0, 8, 4, 12, 2, 10, 6, 14, 1, 9, 5, 13, 3, 11, 7, 15.

The first element of the sequence (0) has no previous value. The nearest (only) smaller value previous to 8 and to 4 is 0. All three values previous to 12 are smaller, but the nearest one is 4. Continuing in the same way, the nearest previous smaller values for this sequence (indicating the nonexistence of a previous smaller value by a dash) are

—, 0, 0, 4, 0, 2, 2, 6, 0, 1, 1, 5, 1, 3, 3, 7.

In most applications, the positions of the nearest smaller values, and not the values themselves, should be computed, and in many applications the same computation should be computed for the reversal of the sequence in order to find the following smaller value that is closest in the sequence.

Applications

Berkman, Schieber & Vishkin (1993) mention many other problems that may be solved efficiently in parallel using a nearest smaller values computation. Among them, they include the following:

1、Merge algorithms, computing the merge step of a merge sort. The input to these algorithms consists of two sorted arrays of numbers; the desired output is the same set of numbers in a single sorted array. If one concatenates the two sorted arrays, the first in ascending order and the second in descending order, then the predecessor(前驱) of each value in the output is either its closest previous smaller value or its closest following smaller value (whichever of the two is larger), and the position of each value in the sorted output array may easily be calculated from the positions of these two nearest smaller values.

2、Construction of Cartesian trees. A Cartesian tree is a data structure introduced by Vuillemin (1980) and further studied by Gabow, Bentley & Tarjan (1984) for range searching applications. Cartesian trees also arise in the definition of the treap and randomized binary search tree data structures for binary searching. The Cartesian tree of a sequence of values has a node for each value. The root of the tree is the minimum value of the sequence; for every other node, the parent of the node is either its closest previous smaller value or its closest following smaller value (whichever of the two exists and is larger). Thus, Cartesian trees may be constructed in linear time based on an all nearest smaller values algorithm.

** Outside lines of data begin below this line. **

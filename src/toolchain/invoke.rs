//! Synchronous external tool invocation
//!
//! Every external process - compile, link, data preparation - runs through
//! `run_tool`. Stdout and stderr are inherited so compiler diagnostics
//! stream into the build's own output in real time, regardless of whether
//! the invocation ultimately succeeds.
//!
//! The exit status is returned to the caller rather than inspected here:
//! compile failures are aggregated by the coordinator, link and data-prep
//! failures abort the build at their call sites.

use std::io;
use std::path::Path;
use std::process::{Command, ExitStatus, Stdio};
use tracing::info;

/// Run an external tool to completion, streaming its output.
///
/// `label` stands in for the (long) program path in the logged command
/// line. `cwd` overrides the working directory when the tool expects to
/// run inside the project root (the data-preparation command does).
pub fn run_tool(
    label: &str,
    program: &Path,
    args: &[String],
    cwd: Option<&Path>,
) -> io::Result<ExitStatus> {
    info!("{} {}", label, args.join(" "));

    let mut command = Command::new(program);
    command.args(args).stdin(Stdio::null());
    if let Some(dir) = cwd {
        command.current_dir(dir);
    }
    command.status()
}

/// Describe an exit status for failure reporting
pub fn describe_status(status: ExitStatus) -> String {
    match status.code() {
        Some(code) => format!("exit code {}", code),
        None => "terminated by signal".to_string(),
    }
}

#[cfg(test)]
mod tests {
    use super::*;

    #[test]
    #[cfg(unix)]
    fn test_run_tool_success() {
        let status = run_tool("true", Path::new("/bin/true"), &[], None).unwrap();
        assert!(status.success());
    }

    #[test]
    #[cfg(unix)]
    fn test_run_tool_failure_status() {
        let status = run_tool("false", Path::new("/bin/false"), &[], None).unwrap();
        assert!(!status.success());
        assert_eq!(describe_status(status), "exit code 1");
    }

    #[test]
    fn test_run_tool_missing_program() {
        let result = run_tool("missing", Path::new("/nonexistent/tool"), &[], None);
        assert!(result.is_err());
    }
}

3、Matching parentheses. If a sequence of open and close parenthesis characters is given as input, together with the nesting depth of each parenthesis, then the match to each open parenthesis is the next close parenthesis with no larger nesting depth, so it can be found by an all nearest smaller values computation that breaks ties in favor of close parentheses. If the nesting depths are not given, they can be calculated using a prefix sum computation.

NOTE:

1、此处的prefix sum的含义是什么?

Similar techniques may also be applied to problems of polygon triangulation, convex hull construction (parallelizing the sequential Graham scan convex hull algorithm), reconstruction of trees from two of the trees' traversal orderings, and quadtree construction.[1]

Sequential algorithm

Using stack

On a sequential computer, it is straightforward to compute all nearest smaller values using a stack data structure: one processes the values in sequence order, using the stack to maintain a subsequence of the values that have been processed so far and are smaller than any later value that has already been processed. In pseudocode, the algorithm is as follows.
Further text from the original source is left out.